Jim Benedek

Personal information
- Full name: Janos "James" Geza Benedek
- Date of birth: June 9, 1941
- Place of birth: Budapest, Hungary
- Date of death: March 30, 2009 (aged 67)
- Place of death: Dallas, Texas, United States
- Positions: Forward; defender;

Youth career
- Ithaca College

Senior career*
- Years: Team / Apps / (Gls)
- 1968: Houston Stars / 19 / (3)
- 1969: Kansas City Spurs / 0 / (0)
- 1970–1973: Dallas Tornado / 45 / (0)
- 1971: Dallas Tornado (indoor) / 2 / (2)

International career
- 1968: United States / 4 / (0)

Managerial career
- 1975–1983: Southern Methodist University
- –1998: Hungary (assistant)
- 1999: Texas Toros
- 1999: North Texas Heat
- 1999–2008: North Lake College
- 2001: West Dallas Kings

= Jim Benedek =

Hungarian-American soccer player and coach

Janos "Jim" Benedek (June 9, 1941 – March 30, 2009) was a Hungarian-American soccer forward who later coached at both the collegiate and national team levels. Benedek was an All American collegiate soccer player before spending six seasons in the North American Soccer League. He earned four caps with the U.S. national team in 1968 and was a member of the team that attempted to qualify for the 1968 Summer Olympics.

==Player==

===College===
In 1963, Benedek immigrated to the United States. He attended Ithaca College in Ithaca, New York, where he was a 1965 first team All American at outside left. In 1961, he was also a member of Chicago Schwaben as that team toured West Germany and later served in the U.S. Army.

===Professional===
After graduating from Ithaca, he attempted to gain a place on several European clubs in Austria, France and Germany, but ultimately returned to the U.S. and signed with the Houston Stars of the North American Soccer League (NASL) in 1968. The Houston Stars folded at the end of the 1968 season and Benedek moved to the Kansas City Spurs for the 1969 season. In 1969, the Spurs won the NASL championship. Benedek then moved to the Dallas Tornado where he played a single season, his most productive, as a defender. He was again a member of a championship team when the Tornado took the 1971 NASL title. He was also a member of the Dallas team that won the first-ever NASL-sanctioned indoor tournament in 1971, scoring two goals in the opening match and being named to the All-tournament squad. He left the NASL following the 1973 season to become a college soccer coach.

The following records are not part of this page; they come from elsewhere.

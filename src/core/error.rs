// 错误处理系统
// 开发心理：统一的错误类型，区分"调用方配置错误"和"上游代码违约"
// 注意：目标不可达和取消都不是错误，用空/部分结果表示

use thiserror::Error;

#[derive(Debug, Clone, Error)]
pub enum SolverError {
    // 配置类错误 - 求解开始前同步拒绝
    #[error("目标描述无效: {0}")]
    InvalidTarget(String),
    #[error("配置错误: {0}")]
    Config(String),

    // 契约违规 - 上游调用方的bug，当前请求直接失败，不做恢复
    #[error("契约违规: {0}")]
    Contract(String),

    // 图鉴/数据错误
    #[error("图鉴错误: {0}")]
    Catalog(String),

    // IO与解析 - 仅CLI与加载路径会触发
    #[error("文件错误: {0}")]
    Io(String),
    #[error("解析错误: {0}")]
    Parse(String),
}

pub type SolverResult<T> = Result<T, SolverError>;

impl From<std::io::Error> for SolverError {
    fn from(error: std::io::Error) -> Self {
        SolverError::Io(error.to_string())
    }
}

impl From<serde_json::Error> for SolverError {
    fn from(error: serde_json::Error) -> Self {
        SolverError::Parse(error.to_string())
    }
}

impl From<toml::de::Error> for SolverError {
    fn from(error: toml::de::Error) -> Self {
        SolverError::Config(error.to_string())
    }
}

#[cfg(test)]
mod tests {
    use super::*;

    #[test]
    fn test_error_display() {
        let error = SolverError::InvalidTarget("重复的期望词条".to_string());
        assert_eq!(error.to_string(), "目标描述无效: 重复的期望词条");
    }

    #[test]
    fn test_io_conversion() {
        let io_error = std::io::Error::new(std::io::ErrorKind::NotFound, "pool.json");
        let error: SolverError = io_error.into();
        assert!(matches!(error, SolverError::Io(_)));
    }
}
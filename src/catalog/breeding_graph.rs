/*
* 配种图谱预言机
* 开发心理过程:
* 1. child_of：先查特例组合表，否则取配种力最接近双亲平均值的物种（平手取小id）
* 2. parents_of：构造时一次性枚举所有无序双亲对，建好逆向索引
* 3. min_breeding_distance：从起点物种出发、任选伙伴的BFS最短配种步数，
*    按起点缓存整行距离，搜索期间只读
* 4. 不可达返回None，调用方据此提前剪掉没有希望的配对
*/

use hashbrown::HashMap;
use log::debug;
use std::sync::RwLock;

use crate::catalog::{Catalog, SpeciesId};

pub struct BreedingGraph {
    // (a<=b)归一化的特例组合
    combos: HashMap<(SpeciesId, SpeciesId), SpeciesId>,
    // 配种力升序的(power, id)表，二分找最近
    powers: Vec<(u16, SpeciesId)>,
    // child -> 能产出它的(父, 母)物种对列表
    parents: HashMap<SpeciesId, Vec<(SpeciesId, SpeciesId)>>,
    // from -> (to -> 最短步数)
    distance_cache: RwLock<HashMap<SpeciesId, HashMap<SpeciesId, u8>>>,
}

impl BreedingGraph {
    pub fn new(catalog: &Catalog) -> Self {
        let mut combos = HashMap::new();
        for combo in &catalog.special_combos {
            let key = normalize_pair(combo.parent_a, combo.parent_b);
            combos.insert(key, combo.child);
        }

        let mut powers: Vec<(u16, SpeciesId)> = catalog
            .species
            .iter()
            .map(|s| (s.breeding_power, s.id))
            .collect();
        powers.sort_unstable();

        let graph = BreedingGraph {
            combos,
            powers,
            parents: HashMap::new(),
            distance_cache: RwLock::new(HashMap::new()),
        };

        // 逆向索引：n²对枚举，图鉴规模下完全可接受
        let mut parents: HashMap<SpeciesId, Vec<(SpeciesId, SpeciesId)>> = HashMap::new();
        let ids: Vec<SpeciesId> = catalog.species.iter().map(|s| s.id).collect();
        for (i, &a) in ids.iter().enumerate() {
            for &b in &ids[i..] {
                let child = graph.child_of(a, b);
                parents.entry(child).or_default().push((a, b));
            }
        }
        debug!("配种图谱构建完成：{}个可产出物种", parents.len());

        BreedingGraph { parents, ..graph }
    }

    // 双亲物种 -> 孩子物种。对任何图鉴内物种全函数。
    pub fn child_of(&self, a: SpeciesId, b: SpeciesId) -> SpeciesId {
        if let Some(&child) = self.combos.get(&normalize_pair(a, b)) {
            return child;
        }

        let pa = self.power_of(a);
        let pb = self.power_of(b);
        let average = (pa as u32 + pb as u32 + 1) / 2;
        self.nearest_by_power(average as u16)
    }

    fn power_of(&self, id: SpeciesId) -> u16 {
        self.powers
            .iter()
            .find(|&&(_, s)| s == id)
            .map(|&(p, _)| p)
            .unwrap_or(0)
    }

    fn nearest_by_power(&self, target: u16) -> SpeciesId {
        let mut best: Option<(u32, SpeciesId)> = None;
        for &(power, id) in &self.powers {
            let diff = (power as i32 - target as i32).unsigned_abs();
            let candidate = (diff, id);
            best = Some(match best {
                // 平手取小id，保证确定性
                Some(current) if current <= candidate => current,
                _ => candidate,
            });
        }
        best.map(|(_, id)| id).unwrap_or(0)
    }

    // 能产出child的双亲物种对（无序，a<=b）
    pub fn parents_of(&self, child: SpeciesId) -> &[(SpeciesId, SpeciesId)] {
        self.parents
            .get(&child)
            .map(|v| v.as_slice())
            .unwrap_or(&[])
    }

    // 从from出发（允许任选伙伴）到to的最短配种步数；不可达为None
    pub fn min_breeding_distance(&self, from: SpeciesId, to: SpeciesId) -> Option<u8> {
        if from == to {
            return Some(0);
        }

        {
            let cache = self.distance_cache.read().expect("距离缓存读锁中毒");
            if let Some(row) = cache.get(&from) {
                return row.get(&to).copied();
            }
        }

        let row = self.bfs_distances(from);
        let result = row.get(&to).copied();
        self.distance_cache
            .write()
            .expect("距离缓存写锁中毒")
            .insert(from, row);
        result
    }

    fn bfs_distances(&self, from: SpeciesId) -> HashMap<SpeciesId, u8> {
        let all: Vec<SpeciesId> = self.powers.iter().map(|&(_, id)| id).collect();
        let mut distances: HashMap<SpeciesId, u8> = HashMap::new();
        distances.insert(from, 0);
        let mut frontier = vec![from];

        while !frontier.is_empty() {
            let mut next = Vec::new();
            for &current in &frontier {
                let depth = distances[&current];
                if depth == u8::MAX {
                    continue;
                }
                for &partner in &all {
                    let child = self.child_of(current, partner);
                    if let hashbrown::hash_map::Entry::Vacant(entry) = distances.entry(child) {
                        entry.insert(depth + 1);
                        next.push(child);
                    }
                }
            }
            frontier = next;
        }

        distances
    }
}

fn normalize_pair(a: SpeciesId, b: SpeciesId) -> (SpeciesId, SpeciesId) {
    if a <= b {
        (a, b)
    } else {
        (b, a)
    }
}

#[cfg(test)]
mod tests {
    use super::*;
    use crate::catalog::builtin_catalog;

    #[test]
    fn test_child_is_symmetric() {
        let graph = BreedingGraph::new(builtin_catalog());
        for a in [1u16, 3, 7, 10] {
            for b in [2u16, 5, 9, 11] {
                assert_eq!(graph.child_of(a, b), graph.child_of(b, a));
            }
        }
    }

    #[test]
    fn test_special_combo_overrides_power() {
        let graph = BreedingGraph::new(builtin_catalog());
        // 演示组合：Mossanda(13) x Sparkit(12) -> Grizzbolt(14)
        assert_eq!(graph.child_of(13, 12), 14);
        assert_eq!(graph.child_of(12, 13), 14);
    }

    #[test]
    fn test_parents_inverse_consistent() {
        let graph = BreedingGraph::new(builtin_catalog());
        let child = graph.child_of(1, 3);
        let parents = graph.parents_of(child);
        assert!(parents
            .iter()
            .any(|&(a, b)| (a, b) == (1, 3) || (a, b) == (3, 1)));
    }

    #[test]
    fn test_distance_zero_to_self() {
        let graph = BreedingGraph::new(builtin_catalog());
        assert_eq!(graph.min_breeding_distance(5, 5), Some(0));
    }

    #[test]
    fn test_distance_one_for_direct_child() {
        let graph = BreedingGraph::new(builtin_catalog());
        let child = graph.child_of(1, 2);
        if child != 1 {
            assert_eq!(graph.min_breeding_distance(1, child), Some(1));
        }
    }

    #[test]
    fn test_distance_cached_consistently() {
        let graph = BreedingGraph::new(builtin_catalog());
        let first = graph.min_breeding_distance(1, 9);
        let second = graph.min_breeding_distance(1, 9);
        assert_eq!(first, second);
    }
}
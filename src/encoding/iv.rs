/*
* 开发心理过程：
* 1. IV（个体值）按属性建模：要么完全随机（不带任何信息），要么收敛到一个闭区间
* 2. relevant标志表示"用户给这一项设了门槛"，合并时有信息的一侧胜出
* 3. 双方同为relevant或同为irrelevant时取区间并集——配出的孩子可能落在两边任何一处
* 4. 游戏里的IV取值0-100
*/

use serde::{Deserialize, Serialize};

pub const IV_MAX: u8 = 100;

#[derive(
    Debug, Clone, Copy, PartialEq, Eq, Hash, PartialOrd, Ord, Serialize, Deserialize,
)]
pub struct IvRange {
    pub min: u8,
    pub max: u8,
    pub relevant: bool,
}

#[derive(
    Debug, Clone, Copy, PartialEq, Eq, Hash, PartialOrd, Ord, Serialize, Deserialize,
)]
pub enum IvProspect {
    // 完全随机，没有约束，也不带信息
    Random,
    Range(IvRange),
}

impl IvProspect {
    pub fn from_value(value: u8, relevant: bool) -> Self {
        let v = value.min(IV_MAX);
        IvProspect::Range(IvRange {
            min: v,
            max: v,
            relevant,
        })
    }

    pub fn is_relevant(&self) -> bool {
        matches!(self, IvProspect::Range(r) if r.relevant)
    }

    // 合并两侧的遗传信息：
    // - 相关性相同 -> 区间并集（孩子可能继承任何一侧）
    // - 相关性不同 -> 相关的一侧直接胜出，无关数据不携带信息
    pub fn merge(&self, other: &IvProspect) -> IvProspect {
        match (self, other) {
            (IvProspect::Random, IvProspect::Random) => IvProspect::Random,
            (IvProspect::Range(a), IvProspect::Range(b)) => {
                if a.relevant == b.relevant {
                    IvProspect::Range(IvRange {
                        min: a.min.min(b.min),
                        max: a.max.max(b.max),
                        relevant: a.relevant,
                    })
                } else if a.relevant {
                    IvProspect::Range(*a)
                } else {
                    IvProspect::Range(*b)
                }
            }
            (IvProspect::Random, IvProspect::Range(r)) | (IvProspect::Range(r), IvProspect::Random) => {
                if r.relevant {
                    IvProspect::Range(*r)
                } else {
                    // 两侧都无关，随机一侧让并集退化为无约束
                    IvProspect::Random
                }
            }
        }
    }

    // 保守判断：整个区间都要过线才算满足门槛
    pub fn satisfies(&self, threshold: u8) -> bool {
        match self {
            IvProspect::Random => false,
            IvProspect::Range(r) => r.min >= threshold,
        }
    }

    // 剪枝用的下界，Random没有保证
    pub fn floor(&self) -> u8 {
        match self {
            IvProspect::Random => 0,
            IvProspect::Range(r) => r.min,
        }
    }
}

// 三项IV：HP / 攻击 / 防御
#[derive(
    Debug, Clone, Copy, PartialEq, Eq, Hash, PartialOrd, Ord, Serialize, Deserialize,
)]
pub struct IvSet {
    pub hp: IvProspect,
    pub attack: IvProspect,
    pub defense: IvProspect,
}

// 用户设定的每项最低门槛，None表示不关心
#[derive(Debug, Clone, Copy, Default, Serialize, Deserialize)]
pub struct IvThresholds {
    pub hp: Option<u8>,
    pub attack: Option<u8>,
    pub defense: Option<u8>,
}

impl IvSet {
    pub const UNCONSTRAINED: IvSet = IvSet {
        hp: IvProspect::Random,
        attack: IvProspect::Random,
        defense: IvProspect::Random,
    };

    // 从存档实例的实际数值构造，relevant由用户门槛决定
    pub fn from_actual(hp: u8, attack: u8, defense: u8, thresholds: &IvThresholds) -> Self {
        IvSet {
            hp: IvProspect::from_value(hp, thresholds.hp.is_some()),
            attack: IvProspect::from_value(attack, thresholds.attack.is_some()),
            defense: IvProspect::from_value(defense, thresholds.defense.is_some()),
        }
    }

    pub fn merge(&self, other: &IvSet) -> IvSet {
        IvSet {
            hp: self.hp.merge(&other.hp),
            attack: self.attack.merge(&other.attack),
            defense: self.defense.merge(&other.defense),
        }
    }

    pub fn satisfies(&self, thresholds: &IvThresholds) -> bool {
        let check = |prospect: &IvProspect, threshold: Option<u8>| match threshold {
            Some(t) => prospect.satisfies(t),
            None => true,
        };
        check(&self.hp, thresholds.hp)
            && check(&self.attack, thresholds.attack)
            && check(&self.defense, thresholds.defense)
    }

    // 相关项保证值之和，IV剪枝阶段用它比较候选的优劣
    pub fn relevant_floor(&self) -> u32 {
        let floor = |p: &IvProspect| if p.is_relevant() { p.floor() as u32 } else { 0 };
        floor(&self.hp) + floor(&self.attack) + floor(&self.defense)
    }
}

impl IvThresholds {
    pub fn validate(&self) -> Result<(), String> {
        for (name, value) in [
            ("hp", self.hp),
            ("attack", self.attack),
            ("defense", self.defense),
        ] {
            if let Some(v) = value {
                if v > IV_MAX {
                    return Err(format!("IV门槛 {} = {} 超出0-{}", name, v, IV_MAX));
                }
            }
        }
        Ok(())
    }

    pub fn any_set(&self) -> bool {
        self.hp.is_some() || self.attack.is_some() || self.defense.is_some()
    }
}

#[cfg(test)]
mod tests {
    use super::*;

    #[test]
    fn test_merge_same_relevance_is_union() {
        let a = IvProspect::Range(IvRange {
            min: 40,
            max: 60,
            relevant: true,
        });
        let b = IvProspect::Range(IvRange {
            min: 20,
            max: 80,
            relevant: true,
        });
        match a.merge(&b) {
            IvProspect::Range(r) => {
                assert!(r.min <= 20);
                assert!(r.max >= 80);
                assert!(r.relevant);
            }
            _ => panic!("并集应当仍是区间"),
        }
    }

    #[test]
    fn test_merge_relevance_differs_relevant_wins() {
        let relevant = IvProspect::Range(IvRange {
            min: 70,
            max: 70,
            relevant: true,
        });
        let irrelevant = IvProspect::Range(IvRange {
            min: 5,
            max: 5,
            relevant: false,
        });
        assert_eq!(relevant.merge(&irrelevant), relevant);
        assert_eq!(irrelevant.merge(&relevant), relevant);
    }

    #[test]
    fn test_merge_random_with_irrelevant_range() {
        let irrelevant = IvProspect::Range(IvRange {
            min: 5,
            max: 5,
            relevant: false,
        });
        assert_eq!(IvProspect::Random.merge(&irrelevant), IvProspect::Random);

        let relevant = IvProspect::Range(IvRange {
            min: 50,
            max: 50,
            relevant: true,
        });
        assert_eq!(IvProspect::Random.merge(&relevant), relevant);
    }

    #[test]
    fn test_satisfies_is_conservative() {
        let wide = IvProspect::Range(IvRange {
            min: 30,
            max: 90,
            relevant: true,
        });
        // 区间可能落在门槛之下，不算满足
        assert!(!wide.satisfies(50));
        assert!(wide.satisfies(30));
        assert!(!IvProspect::Random.satisfies(1));
    }

    #[test]
    fn test_set_satisfies_thresholds() {
        let thresholds = IvThresholds {
            hp: Some(60),
            attack: None,
            defense: None,
        };
        let good = IvSet::from_actual(80, 10, 10, &thresholds);
        let bad = IvSet::from_actual(40, 99, 99, &thresholds);
        assert!(good.satisfies(&thresholds));
        assert!(!bad.satisfies(&thresholds));
    }

    #[test]
    fn test_thresholds_validation() {
        let bad = IvThresholds {
            hp: Some(150),
            ..Default::default()
        };
        assert!(bad.validate().is_err());
        assert!(IvThresholds::default().validate().is_ok());
    }
}
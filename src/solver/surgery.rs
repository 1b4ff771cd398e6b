/*
* 手术变体生成
* 开发心理过程:
* 1. 手术是配种的替代品：花钱立即填平小差距，不花时间
* 2. 只对"差距能在配置允许的操作数内关上"的引用出手
* 3. 词条缺口：有空槽就植入，没空槽就把一个Random槽换掉；买不到的词条（传说系）放弃
* 4. 性别缺口：引用已锁定成错误的具体性别时，追加一刀性别手术
*/

use smallvec::SmallVec;

use crate::catalog::Catalog;
use crate::core::config::SolverConfig;
use crate::core::error::SolverResult;
use crate::encoding::gender::Gender;
use crate::encoding::passive_set::{PassiveId, RANDOM_PASSIVE_ID};
use crate::reference::{PalReference, SurgeryOp, SurgeryRef};
use crate::solver::inheritance::GAME_PASSIVE_CAP;
use crate::solver::TargetSpec;

// 为一个目标物种的引用生成手术变体；差距关不上或超预算时返回空
pub fn surgery_variants(
    reference: &PalReference,
    target: &TargetSpec,
    catalog: &Catalog,
    config: &SolverConfig,
) -> SolverResult<Vec<PalReference>> {
    if config.max_surgery_ops == 0 {
        return Ok(Vec::new());
    }

    let effective = reference.effective_passives();
    let missing: Vec<PassiveId> = target
        .desired_passives
        .iter()
        .copied()
        .filter(|&id| !effective.contains(id))
        .collect();

    let gender_gap = match target.gender {
        Some(wanted) => {
            let current = reference.gender();
            current.is_specific() && current != wanted
        }
        None => false,
    };

    if missing.is_empty() && !gender_gap {
        return Ok(Vec::new());
    }

    let op_count = missing.len() + usize::from(gender_gap);
    if op_count > config.max_surgery_ops as usize {
        return Ok(Vec::new());
    }

    let mut ops: SmallVec<[SurgeryOp; 2]> = SmallVec::new();
    let mut occupied = effective.count();
    let mut randoms_left = effective.random_count();

    for passive in missing {
        let skill = catalog.passive(passive)?;
        let price = match skill.surgery_price {
            Some(price) => price,
            // 买不到的词条关不上差距
            None => return Ok(Vec::new()),
        };
        if occupied < GAME_PASSIVE_CAP {
            ops.push(SurgeryOp::AddPassive { passive, price });
            occupied += 1;
        } else if randoms_left > 0 {
            ops.push(SurgeryOp::SwapPassive {
                remove: RANDOM_PASSIVE_ID,
                add: passive,
                price,
            });
            randoms_left -= 1;
        } else {
            // 槽位满且没有可换的Random，放弃
            return Ok(Vec::new());
        }
    }

    if gender_gap {
        let wanted = target.gender.unwrap_or(Gender::Male);
        ops.push(SurgeryOp::ForceGender {
            gender: wanted,
            price: config.gender_surgery_price,
        });
    }

    let variant = SurgeryRef::new(reference.clone(), ops)?;
    Ok(vec![PalReference::Surgery(Box::new(variant))])
}
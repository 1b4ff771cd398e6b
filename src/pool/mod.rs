/*
* 已拥有实例池
* 开发心理过程:
* 1. 池子由外部的存档解码器产出，这里只读消费，求解器绝不修改它
* 2. 每个实例带性别、实际词条、实际IV、存放位置和归属玩家
* 3. 存放位置按取用顺手程度分层：帕鲁箱 > 储物箱 > 据点/观赏笼 > 队伍 > 全局仓库
*    （队伍里的帕鲁正在被用，全局仓库跨世界，两者都不方便拿来配种）
*/

use serde::{Deserialize, Serialize};
use std::path::Path;

use crate::catalog::SpeciesId;
use crate::core::error::SolverResult;
use crate::encoding::passive_set::PassiveId;

// 存档里的性别只有两种，Wildcard之类是求解器自己的概念
#[derive(
    Debug, Clone, Copy, PartialEq, Eq, Hash, PartialOrd, Ord, Serialize, Deserialize,
)]
pub enum OwnedGender {
    Male,
    Female,
}

#[derive(
    Debug, Clone, Copy, PartialEq, Eq, Hash, PartialOrd, Ord, Serialize, Deserialize,
)]
#[serde(rename_all = "snake_case")]
pub enum LocationKind {
    Palbox,
    StorageContainer,
    Base,
    ViewingCage,
    Party,
    GlobalStorage,
}

impl LocationKind {
    // 数字越小越顺手
    pub fn preference_tier(&self) -> u8 {
        match self {
            LocationKind::Palbox => 0,
            LocationKind::StorageContainer => 1,
            LocationKind::Base | LocationKind::ViewingCage => 2,
            LocationKind::Party => 3,
            LocationKind::GlobalStorage => 4,
        }
    }
}

#[derive(
    Debug, Clone, PartialEq, Eq, Hash, PartialOrd, Ord, Serialize, Deserialize,
)]
pub struct StorageLocation {
    pub kind: LocationKind,
    // 槽位/容器描述，展示用
    pub label: Option<String>,
}

#[derive(Debug, Clone, PartialEq, Eq, Hash, PartialOrd, Ord, Serialize, Deserialize)]
pub struct OwnedInstance {
    // 存档里的实例id，跨次解码稳定
    pub instance_id: String,
    pub species: SpeciesId,
    pub gender: OwnedGender,
    pub passives: Vec<PassiveId>,
    pub iv_hp: u8,
    pub iv_attack: u8,
    pub iv_defense: u8,
    pub location: StorageLocation,
    pub player: String,
}

#[derive(Debug, Clone, Default, Serialize, Deserialize)]
pub struct PalPool {
    pub instances: Vec<OwnedInstance>,
}

impl PalPool {
    pub fn load_json<P: AsRef<Path>>(path: P) -> SolverResult<Self> {
        let content = std::fs::read_to_string(path)?;
        let pool: PalPool = serde_json::from_str(&content)?;
        Ok(pool)
    }

    pub fn len(&self) -> usize {
        self.instances.len()
    }

    pub fn is_empty(&self) -> bool {
        self.instances.is_empty()
    }

    pub fn by_species(&self, species: SpeciesId) -> impl Iterator<Item = &OwnedInstance> {
        self.instances.iter().filter(move |i| i.species == species)
    }
}

#[cfg(test)]
mod tests {
    use super::*;

    pub fn sample_instance(id: &str, species: SpeciesId, gender: OwnedGender) -> OwnedInstance {
        OwnedInstance {
            instance_id: id.to_string(),
            species,
            gender,
            passives: vec![],
            iv_hp: 50,
            iv_attack: 50,
            iv_defense: 50,
            location: StorageLocation {
                kind: LocationKind::Palbox,
                label: None,
            },
            player: "player1".to_string(),
        }
    }

    #[test]
    fn test_location_tiers_ordered() {
        assert!(LocationKind::Palbox.preference_tier() < LocationKind::StorageContainer.preference_tier());
        assert!(LocationKind::StorageContainer.preference_tier() < LocationKind::Base.preference_tier());
        assert_eq!(
            LocationKind::Base.preference_tier(),
            LocationKind::ViewingCage.preference_tier()
        );
        assert!(LocationKind::Party.preference_tier() < LocationKind::GlobalStorage.preference_tier());
    }

    #[test]
    fn test_pool_species_filter() {
        let pool = PalPool {
            instances: vec![
                sample_instance("a", 1, OwnedGender::Male),
                sample_instance("b", 2, OwnedGender::Female),
                sample_instance("c", 1, OwnedGender::Female),
            ],
        };
        assert_eq!(pool.by_species(1).count(), 2);
        assert_eq!(pool.by_species(3).count(), 0);
    }
}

===Olympic and national team===
Benedek was a member of the U.S. soccer team which attempted to qualify for the 1968 Summer Olympics. On May 21, 1967, he scored in a 1–1 tie with Bermuda in the first qualification game. The U.S. lost the away match and did not qualify for the tournament.

Benedek earned four caps with the U.S. national team in 1968. His first game with the U.S. came in a 3–3 tie with Israel on September 15, 1968. His last two games, both played in November 1968 against Bermuda were qualifiers for the 1970 FIFA World Cup. While the U.S. won both games, it failed to qualify for the finals after several losses in 1969.

==Coach==
In 1974, Southern Methodist University (SMU) hired Benedek to begin a men's soccer team at the school. He remained with the team through the end of the 1984 season. Benedek also spent several years as an assistant coach with the Hungary national team. In 1999, he coached the West Texas Heat of the W-League to an 8–2 record and the second division title. He also coached the Texas Toros of the USL D-3 Pro League. In 2001, he coached the West Dallas Kings of the Premier Development League. He went on to coach the men's and women's soccer team at North Lake College in Irving, Texas, before succumbing to cancer. He died in March 2009 of prostate cancer.

==Legacy==
In 2009, Jim was inducted to the FC Dallas Walk of Fame.